Recorded information:
=== Section Start ===

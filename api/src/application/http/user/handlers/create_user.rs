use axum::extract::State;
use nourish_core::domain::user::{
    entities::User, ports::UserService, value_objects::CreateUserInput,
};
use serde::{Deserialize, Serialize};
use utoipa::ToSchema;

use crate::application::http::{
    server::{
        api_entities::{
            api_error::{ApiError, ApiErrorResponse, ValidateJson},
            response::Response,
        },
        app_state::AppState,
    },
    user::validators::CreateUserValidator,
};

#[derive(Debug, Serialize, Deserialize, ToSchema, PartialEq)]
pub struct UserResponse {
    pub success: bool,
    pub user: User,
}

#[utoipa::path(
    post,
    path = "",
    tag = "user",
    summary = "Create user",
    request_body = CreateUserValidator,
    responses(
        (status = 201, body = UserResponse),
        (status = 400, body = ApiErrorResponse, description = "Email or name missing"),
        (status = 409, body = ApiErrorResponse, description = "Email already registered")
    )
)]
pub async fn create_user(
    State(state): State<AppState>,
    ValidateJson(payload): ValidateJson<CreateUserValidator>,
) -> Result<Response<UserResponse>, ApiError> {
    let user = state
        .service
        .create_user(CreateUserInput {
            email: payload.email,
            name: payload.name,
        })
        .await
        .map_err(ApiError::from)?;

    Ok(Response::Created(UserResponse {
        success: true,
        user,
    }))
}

=== Section End ===

What the exercise asks: Within the listing above, work out how many lines hold "ToSchema", and answer with that number only.

Answer to the problem: 2